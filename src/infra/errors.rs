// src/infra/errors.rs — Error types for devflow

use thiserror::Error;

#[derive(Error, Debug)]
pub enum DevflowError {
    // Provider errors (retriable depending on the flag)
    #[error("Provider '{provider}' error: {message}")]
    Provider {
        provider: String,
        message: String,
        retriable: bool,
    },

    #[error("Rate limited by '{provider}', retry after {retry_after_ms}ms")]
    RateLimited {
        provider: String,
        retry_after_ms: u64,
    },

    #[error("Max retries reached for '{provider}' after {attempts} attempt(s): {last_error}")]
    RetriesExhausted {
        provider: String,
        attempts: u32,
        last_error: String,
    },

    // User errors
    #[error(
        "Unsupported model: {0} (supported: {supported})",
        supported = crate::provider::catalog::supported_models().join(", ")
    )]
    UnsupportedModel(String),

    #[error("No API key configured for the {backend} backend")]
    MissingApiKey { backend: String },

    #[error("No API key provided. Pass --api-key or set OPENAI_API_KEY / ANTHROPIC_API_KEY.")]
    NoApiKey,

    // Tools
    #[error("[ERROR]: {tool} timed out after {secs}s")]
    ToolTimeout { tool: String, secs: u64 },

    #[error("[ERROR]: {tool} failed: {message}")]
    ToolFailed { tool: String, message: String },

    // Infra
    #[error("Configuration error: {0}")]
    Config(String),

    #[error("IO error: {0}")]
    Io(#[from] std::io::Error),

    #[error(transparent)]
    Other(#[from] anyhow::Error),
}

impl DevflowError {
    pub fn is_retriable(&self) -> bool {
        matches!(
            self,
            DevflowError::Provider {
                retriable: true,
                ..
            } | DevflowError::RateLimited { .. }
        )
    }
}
...
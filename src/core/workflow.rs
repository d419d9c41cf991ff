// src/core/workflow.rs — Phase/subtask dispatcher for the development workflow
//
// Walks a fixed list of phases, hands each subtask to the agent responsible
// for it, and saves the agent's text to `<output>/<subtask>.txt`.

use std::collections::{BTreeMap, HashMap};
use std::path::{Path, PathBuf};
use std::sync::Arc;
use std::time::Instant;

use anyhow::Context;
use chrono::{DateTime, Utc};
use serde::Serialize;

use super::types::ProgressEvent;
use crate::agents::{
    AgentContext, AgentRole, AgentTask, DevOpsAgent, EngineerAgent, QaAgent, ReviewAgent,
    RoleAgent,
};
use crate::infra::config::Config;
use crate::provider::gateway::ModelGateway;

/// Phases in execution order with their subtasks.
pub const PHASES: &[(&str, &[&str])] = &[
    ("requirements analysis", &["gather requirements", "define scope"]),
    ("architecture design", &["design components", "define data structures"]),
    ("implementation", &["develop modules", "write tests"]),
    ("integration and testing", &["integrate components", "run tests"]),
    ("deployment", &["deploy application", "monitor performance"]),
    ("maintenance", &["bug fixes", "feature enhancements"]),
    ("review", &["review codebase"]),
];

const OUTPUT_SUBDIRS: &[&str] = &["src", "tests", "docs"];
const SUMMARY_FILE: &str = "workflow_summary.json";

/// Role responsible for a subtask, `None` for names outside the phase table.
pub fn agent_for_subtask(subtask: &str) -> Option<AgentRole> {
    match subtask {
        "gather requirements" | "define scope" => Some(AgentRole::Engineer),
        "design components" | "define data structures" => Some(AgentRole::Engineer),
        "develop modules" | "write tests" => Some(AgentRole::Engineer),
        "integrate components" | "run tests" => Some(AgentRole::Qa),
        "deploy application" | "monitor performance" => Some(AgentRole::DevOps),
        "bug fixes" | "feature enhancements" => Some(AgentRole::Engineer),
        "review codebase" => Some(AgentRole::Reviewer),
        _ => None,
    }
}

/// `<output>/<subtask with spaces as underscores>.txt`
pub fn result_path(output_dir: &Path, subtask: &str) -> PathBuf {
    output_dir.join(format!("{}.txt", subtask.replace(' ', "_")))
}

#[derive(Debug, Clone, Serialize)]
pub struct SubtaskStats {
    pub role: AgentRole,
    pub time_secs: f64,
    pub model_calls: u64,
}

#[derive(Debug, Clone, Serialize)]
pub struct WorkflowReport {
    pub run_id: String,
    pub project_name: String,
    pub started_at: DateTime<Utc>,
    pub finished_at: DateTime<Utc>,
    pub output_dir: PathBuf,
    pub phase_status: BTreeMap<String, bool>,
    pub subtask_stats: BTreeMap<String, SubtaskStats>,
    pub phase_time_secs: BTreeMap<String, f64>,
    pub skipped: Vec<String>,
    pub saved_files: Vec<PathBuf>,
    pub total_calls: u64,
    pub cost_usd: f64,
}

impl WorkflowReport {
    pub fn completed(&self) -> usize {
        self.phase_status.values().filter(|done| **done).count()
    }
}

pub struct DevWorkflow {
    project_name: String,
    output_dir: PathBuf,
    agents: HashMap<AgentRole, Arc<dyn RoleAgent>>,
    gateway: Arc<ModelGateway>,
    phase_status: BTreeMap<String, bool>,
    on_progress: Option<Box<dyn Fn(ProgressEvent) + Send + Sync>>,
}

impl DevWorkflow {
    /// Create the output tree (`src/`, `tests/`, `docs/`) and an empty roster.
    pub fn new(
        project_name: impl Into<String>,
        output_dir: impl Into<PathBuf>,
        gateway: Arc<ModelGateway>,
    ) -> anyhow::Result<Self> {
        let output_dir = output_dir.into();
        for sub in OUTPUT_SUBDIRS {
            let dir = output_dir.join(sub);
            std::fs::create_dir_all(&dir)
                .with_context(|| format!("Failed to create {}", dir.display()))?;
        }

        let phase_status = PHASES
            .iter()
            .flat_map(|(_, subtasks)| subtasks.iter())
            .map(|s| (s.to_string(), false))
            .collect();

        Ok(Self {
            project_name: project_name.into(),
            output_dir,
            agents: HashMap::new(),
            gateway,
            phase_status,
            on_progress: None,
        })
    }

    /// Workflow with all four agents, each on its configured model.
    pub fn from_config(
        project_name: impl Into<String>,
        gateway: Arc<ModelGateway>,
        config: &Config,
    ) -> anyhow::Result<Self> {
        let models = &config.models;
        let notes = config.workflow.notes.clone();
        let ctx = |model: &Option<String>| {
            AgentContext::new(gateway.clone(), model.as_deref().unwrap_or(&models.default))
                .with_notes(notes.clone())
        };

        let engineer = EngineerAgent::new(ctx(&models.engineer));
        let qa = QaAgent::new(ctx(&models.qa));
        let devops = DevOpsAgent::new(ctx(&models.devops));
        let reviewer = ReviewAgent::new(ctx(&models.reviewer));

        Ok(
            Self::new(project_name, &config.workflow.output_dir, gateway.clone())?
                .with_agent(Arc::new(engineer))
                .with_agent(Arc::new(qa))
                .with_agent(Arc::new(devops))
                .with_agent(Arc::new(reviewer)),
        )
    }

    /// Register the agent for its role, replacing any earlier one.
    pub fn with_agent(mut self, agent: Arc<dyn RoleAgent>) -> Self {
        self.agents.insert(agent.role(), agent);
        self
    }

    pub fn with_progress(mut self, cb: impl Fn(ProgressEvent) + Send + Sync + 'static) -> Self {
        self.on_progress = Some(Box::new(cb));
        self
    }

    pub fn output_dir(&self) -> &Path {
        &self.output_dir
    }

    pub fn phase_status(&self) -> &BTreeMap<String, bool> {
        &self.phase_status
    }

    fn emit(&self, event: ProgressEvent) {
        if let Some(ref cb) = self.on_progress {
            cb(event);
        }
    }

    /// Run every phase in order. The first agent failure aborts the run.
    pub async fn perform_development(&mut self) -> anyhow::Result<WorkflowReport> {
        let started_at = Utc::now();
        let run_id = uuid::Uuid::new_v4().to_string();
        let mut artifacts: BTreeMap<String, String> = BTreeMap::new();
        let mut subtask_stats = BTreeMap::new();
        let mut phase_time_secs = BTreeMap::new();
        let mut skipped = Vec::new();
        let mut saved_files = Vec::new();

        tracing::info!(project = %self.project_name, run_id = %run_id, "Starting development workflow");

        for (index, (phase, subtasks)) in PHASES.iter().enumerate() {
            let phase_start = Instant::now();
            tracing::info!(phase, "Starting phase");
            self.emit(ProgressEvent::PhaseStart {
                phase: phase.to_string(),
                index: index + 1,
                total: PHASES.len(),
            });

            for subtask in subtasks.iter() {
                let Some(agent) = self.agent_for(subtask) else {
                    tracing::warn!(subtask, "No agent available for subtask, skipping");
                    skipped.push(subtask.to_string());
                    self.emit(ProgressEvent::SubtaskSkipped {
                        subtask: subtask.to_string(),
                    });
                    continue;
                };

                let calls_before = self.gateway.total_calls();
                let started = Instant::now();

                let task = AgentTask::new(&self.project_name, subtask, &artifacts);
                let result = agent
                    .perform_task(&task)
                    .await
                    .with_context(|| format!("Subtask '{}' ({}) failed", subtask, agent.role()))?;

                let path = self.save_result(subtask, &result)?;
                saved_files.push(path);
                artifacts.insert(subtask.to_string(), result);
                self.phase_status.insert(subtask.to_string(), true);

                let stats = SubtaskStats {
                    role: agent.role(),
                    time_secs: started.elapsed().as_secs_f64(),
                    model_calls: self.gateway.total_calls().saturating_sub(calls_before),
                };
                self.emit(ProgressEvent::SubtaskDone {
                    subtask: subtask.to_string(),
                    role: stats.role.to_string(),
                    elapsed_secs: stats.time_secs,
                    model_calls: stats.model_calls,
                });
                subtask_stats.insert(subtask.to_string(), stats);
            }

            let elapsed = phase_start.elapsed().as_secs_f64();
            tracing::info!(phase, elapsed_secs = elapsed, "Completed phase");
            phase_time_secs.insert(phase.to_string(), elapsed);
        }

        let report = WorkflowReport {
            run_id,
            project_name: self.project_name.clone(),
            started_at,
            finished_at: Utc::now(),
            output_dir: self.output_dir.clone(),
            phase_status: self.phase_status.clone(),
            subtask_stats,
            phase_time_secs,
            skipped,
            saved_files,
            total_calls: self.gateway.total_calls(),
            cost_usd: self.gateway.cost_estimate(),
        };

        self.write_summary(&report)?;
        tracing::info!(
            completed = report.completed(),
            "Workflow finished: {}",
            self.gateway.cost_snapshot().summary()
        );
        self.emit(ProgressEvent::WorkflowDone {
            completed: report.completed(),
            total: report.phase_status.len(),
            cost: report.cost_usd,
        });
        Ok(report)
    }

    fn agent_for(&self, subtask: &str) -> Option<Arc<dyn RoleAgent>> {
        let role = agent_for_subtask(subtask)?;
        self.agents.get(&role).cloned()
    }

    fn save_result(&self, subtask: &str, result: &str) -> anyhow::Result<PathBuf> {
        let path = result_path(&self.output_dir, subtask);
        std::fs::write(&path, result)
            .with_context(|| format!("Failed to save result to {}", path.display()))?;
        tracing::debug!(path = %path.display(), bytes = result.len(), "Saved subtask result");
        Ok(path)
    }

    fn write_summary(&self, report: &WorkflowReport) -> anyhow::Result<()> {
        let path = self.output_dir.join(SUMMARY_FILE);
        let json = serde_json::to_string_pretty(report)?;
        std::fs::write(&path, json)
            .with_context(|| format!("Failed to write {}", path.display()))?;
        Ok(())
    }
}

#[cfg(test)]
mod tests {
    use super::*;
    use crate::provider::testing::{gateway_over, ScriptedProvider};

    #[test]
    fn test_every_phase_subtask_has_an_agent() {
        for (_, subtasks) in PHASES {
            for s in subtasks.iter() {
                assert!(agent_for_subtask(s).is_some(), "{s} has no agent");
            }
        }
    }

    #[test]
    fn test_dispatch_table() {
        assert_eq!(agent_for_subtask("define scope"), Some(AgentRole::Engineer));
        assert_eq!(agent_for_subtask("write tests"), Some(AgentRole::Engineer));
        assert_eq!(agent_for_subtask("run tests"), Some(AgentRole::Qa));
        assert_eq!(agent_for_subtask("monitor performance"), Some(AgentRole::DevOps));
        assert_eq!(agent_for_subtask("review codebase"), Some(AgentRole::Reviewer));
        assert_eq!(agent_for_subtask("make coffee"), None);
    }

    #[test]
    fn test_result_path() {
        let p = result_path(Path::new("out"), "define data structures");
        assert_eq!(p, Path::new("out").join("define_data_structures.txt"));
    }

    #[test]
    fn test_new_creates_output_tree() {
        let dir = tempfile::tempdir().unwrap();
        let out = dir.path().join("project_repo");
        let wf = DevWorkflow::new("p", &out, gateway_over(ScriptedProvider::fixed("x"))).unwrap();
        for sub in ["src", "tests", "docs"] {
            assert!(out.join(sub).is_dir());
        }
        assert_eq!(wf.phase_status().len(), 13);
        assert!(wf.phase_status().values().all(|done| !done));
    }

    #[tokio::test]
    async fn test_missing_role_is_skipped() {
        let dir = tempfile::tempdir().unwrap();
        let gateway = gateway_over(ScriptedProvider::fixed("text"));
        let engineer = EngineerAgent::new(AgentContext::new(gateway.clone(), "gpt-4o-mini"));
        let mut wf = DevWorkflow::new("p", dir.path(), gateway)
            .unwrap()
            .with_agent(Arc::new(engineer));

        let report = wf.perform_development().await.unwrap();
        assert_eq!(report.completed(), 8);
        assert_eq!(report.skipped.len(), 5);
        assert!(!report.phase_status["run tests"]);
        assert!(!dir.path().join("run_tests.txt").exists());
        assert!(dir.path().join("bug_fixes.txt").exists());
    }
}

### [Task brief]
Check every line of the data, and copy the ones that contain "QaAgent".

### [Reply to the exercise]
    AgentContext, AgentRole, AgentTask, DevOpsAgent, EngineerAgent, QaAgent, ReviewAgent,
        let qa = QaAgent::new(ctx(&models.qa));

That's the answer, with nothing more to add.